Exercise requirements -
Output exactly the lines from the one with "let content = serde_json::to_string_pretty(config)?;" to the close of the records below, first and last included.
##############################
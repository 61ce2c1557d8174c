//! Configuration management

use serde::{Deserialize, Serialize};
use std::path::PathBuf;
use crate::Result;
use crate::error::Error;

/// Largest list-all bound a config may set
pub const MAX_LIST_ALL_LIMIT: usize = 5000;

/// Largest `limit` the Reddit listing endpoints accept
pub const MAX_POSTS_PER_SUBREDDIT: usize = 100;

/// Main configuration structure
#[derive(Debug, Clone, Serialize, Deserialize)]
pub struct Config {
    /// Model identifier bound into every agent
    #[serde(default = "default_model")]
    pub model: String,

    /// Directory holding OAuth client secrets and cached credentials.
    /// Relative paths resolve against the process working directory.
    #[serde(default = "default_credentials_dir")]
    pub credentials_dir: PathBuf,

    /// OAuth client secrets file name inside `credentials_dir`
    #[serde(default = "default_client_secrets_file")]
    pub client_secrets_file: String,

    #[serde(default)]
    pub oauth: OAuthConfig,

    #[serde(default)]
    pub http: HttpConfig,

    /// Upper bound on items collected by a list-all call
    #[serde(default = "default_list_all_limit")]
    pub list_all_limit: usize,

    #[serde(default)]
    pub reddit: RedditConfig,

    #[serde(default)]
    pub speech: SpeechConfig,

    /// Where generated PDF reports are written
    #[serde(default = "default_reports_dir")]
    pub reports_dir: PathBuf,

    /// Root directory served by the filesystem tool server
    #[serde(default = "default_filesystem_root")]
    pub filesystem_root: PathBuf,
}

/// Local OAuth callback settings
#[derive(Debug, Clone, Serialize, Deserialize)]
pub struct OAuthConfig {
    /// Port of the local redirect listener; must match the registered redirect URI
    #[serde(default = "default_callback_port")]
    pub callback_port: u16,

    /// How long to wait for the browser redirect
    #[serde(default = "default_auth_timeout")]
    pub timeout_secs: u64,
}

#[derive(Debug, Clone, Serialize, Deserialize)]
pub struct HttpConfig {
    /// Per-request timeout for every outbound call
    #[serde(default = "default_http_timeout")]
    pub timeout_secs: u64,
}

/// Fan-out limits for the topic to subreddit lookup
#[derive(Debug, Clone, Serialize, Deserialize)]
pub struct RedditConfig {
    #[serde(default = "default_max_keywords")]
    pub max_keywords: usize,

    #[serde(default = "default_max_subreddits")]
    pub max_subreddits: usize,

    #[serde(default = "default_posts_per_subreddit")]
    pub posts_per_subreddit: usize,
}

#[derive(Debug, Clone, Serialize, Deserialize)]
pub struct SpeechConfig {
    #[serde(default = "default_voice_id")]
    pub voice_id: String,

    #[serde(default = "default_speech_model")]
    pub model_id: String,

    #[serde(default = "default_output_format")]
    pub output_format: String,

    /// Where synthesized audio is written
    #[serde(default = "default_speech_dir")]
    pub output_dir: PathBuf,
}

fn default_model() -> String {
    "gemini-2.0-flash".to_string()
}

fn default_credentials_dir() -> PathBuf {
    PathBuf::from("credentials")
}

fn default_client_secrets_file() -> String {
    "gcp-oauth.keys.json".to_string()
}

fn default_callback_port() -> u16 {
    8080
}

fn default_auth_timeout() -> u64 {
    300
}

fn default_http_timeout() -> u64 {
    30
}

fn default_list_all_limit() -> usize {
    500
}

fn default_max_keywords() -> usize {
    5
}

fn default_max_subreddits() -> usize {
    3
}

fn default_posts_per_subreddit() -> usize {
    5
}

fn default_voice_id() -> String {
    "JBFqnCBsd6RMkjVDRZzb".to_string()
}

fn default_speech_model() -> String {
    "eleven_multilingual_v2".to_string()
}

fn default_output_format() -> String {
    "mp3_44100_128".to_string()
}

fn default_speech_dir() -> PathBuf {
    PathBuf::from("speech")
}

fn default_reports_dir() -> PathBuf {
    PathBuf::from("reports")
}

fn default_filesystem_root() -> PathBuf {
    std::env::current_dir().unwrap_or_else(|_| PathBuf::from("."))
}

impl Default for OAuthConfig {
    fn default() -> Self {
        Self {
            callback_port: default_callback_port(),
            timeout_secs: default_auth_timeout(),
        }
    }
}

impl Default for HttpConfig {
    fn default() -> Self {
        Self { timeout_secs: default_http_timeout() }
    }
}

impl Default for RedditConfig {
    fn default() -> Self {
        Self {
            max_keywords: default_max_keywords(),
            max_subreddits: default_max_subreddits(),
            posts_per_subreddit: default_posts_per_subreddit(),
        }
    }
}

impl Default for SpeechConfig {
    fn default() -> Self {
        Self {
            voice_id: default_voice_id(),
            model_id: default_speech_model(),
            output_format: default_output_format(),
            output_dir: default_speech_dir(),
        }
    }
}

impl Default for Config {
    fn default() -> Self {
        Self {
            model: default_model(),
            credentials_dir: default_credentials_dir(),
            client_secrets_file: default_client_secrets_file(),
            oauth: OAuthConfig::default(),
            http: HttpConfig::default(),
            list_all_limit: default_list_all_limit(),
            reddit: RedditConfig::default(),
            speech: SpeechConfig::default(),
            reports_dir: default_reports_dir(),
            filesystem_root: default_filesystem_root(),
        }
    }
}

impl Config {
    /// Path of the OAuth client secrets file
    pub fn client_secrets_path(&self) -> PathBuf {
        self.credentials_dir.join(&self.client_secrets_file)
    }

    pub fn http_timeout(&self) -> std::time::Duration {
        std::time::Duration::from_secs(self.http.timeout_secs)
    }

    /// Reject out-of-range settings instead of coercing them
    pub fn validate(&self) -> Result<()> {
        check_range("list_all_limit", self.list_all_limit, 1, MAX_LIST_ALL_LIMIT)?;
        check_range("reddit.posts_per_subreddit", self.reddit.posts_per_subreddit, 1, MAX_POSTS_PER_SUBREDDIT)?;
        check_range("reddit.max_keywords", self.reddit.max_keywords, 1, usize::MAX)?;
        check_range("reddit.max_subreddits", self.reddit.max_subreddits, 1, usize::MAX)?;
        check_range("http.timeout_secs", self.http.timeout_secs as usize, 1, usize::MAX)?;
        check_range("oauth.timeout_secs", self.oauth.timeout_secs as usize, 1, usize::MAX)?;
        if self.oauth.callback_port == 0 {
            return Err(Error::Config("oauth.callback_port must match the registered redirect URI and cannot be 0".to_string()));
        }
        Ok(())
    }
}

fn check_range(field: &str, value: usize, min: usize, max: usize) -> Result<()> {
    if value < min || value > max {
        let bound = if max == usize::MAX { format!("at least {}", min) } else { format!("between {} and {}", min, max) };
        return Err(Error::Config(format!("{} must be {}, got {}", field, bound, value)));
    }
    Ok(())
}

/// API keys for the plain (non-OAuth) integrations, read from the environment
#[derive(Debug, Clone, Default)]
pub struct ApiKeys {
    pub weather: Option<String>,
    pub google: Option<String>,
    pub elevenlabs: Option<String>,
    pub brave: Option<String>,
}

impl ApiKeys {
    pub fn from_env() -> Self {
        let read = |name: &str| std::env::var(name).ok().filter(|v| !v.trim().is_empty());
        Self {
            weather: read("WEATHER_API_KEY"),
            google: read("GOOGLE_API_KEY"),
            elevenlabs: read("ELEVENLABS_API_KEY"),
            brave: read("BRAVE_API_KEY"),
        }
    }
}

/// Look up a key that a tool needs, or fail with a configuration error naming it
pub fn require_key<'a>(key: &'a Option<String>, env_name: &str) -> Result<&'a str> {
    key.as_deref()
        .ok_or_else(|| Error::Config(format!("{} is not set in the environment", env_name)))
}

/// Get the config directory path
pub fn config_dir() -> PathBuf {
    dirs::home_dir()
        .unwrap_or_else(|| PathBuf::from("."))
        .join(".toolgate")
}

/// Get the config file path (`TOOLGATE_CONFIG` overrides the default)
pub fn config_path() -> PathBuf {
    match std::env::var_os("TOOLGATE_CONFIG") {
        Some(path) => PathBuf::from(path),
        None => config_dir().join("config.json"),
    }
}

/// Load configuration, falling back to defaults when no file exists
pub fn load() -> Result<Config> {
    load_from(&config_path())
}

pub fn load_from(path: &std::path::Path) -> Result<Config> {
    if !path.exists() {
        tracing::debug!("No config at {:?}, using defaults", path);
        return Ok(Config::default());
    }

    let content = std::fs::read_to_string(path)?;
    let config: Config = serde_json::from_str(&content)
        .map_err(|e| Error::Config(format!("Invalid config at {:?}: {}", path, e)))?;
    config.validate()?;
    Ok(config)
}

/// Save configuration to file
pub fn save(config: &Config) -> Result<()> {
    save_to(config, &config_path())
}

pub fn save_to(config: &Config, path: &std::path::Path) -> Result<()> {
    if let Some(parent) = path.parent() {
        std::fs::create_dir_all(parent)?;
    }

    let content = serde_json::to_string_pretty(config)?;
    std::fs::write(path, content)?;
    Ok(())
}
##############################
Finished task -
    let content = serde_json::to_string_pretty(config)?;
    std::fs::write(path, content)?;
    Ok(())
}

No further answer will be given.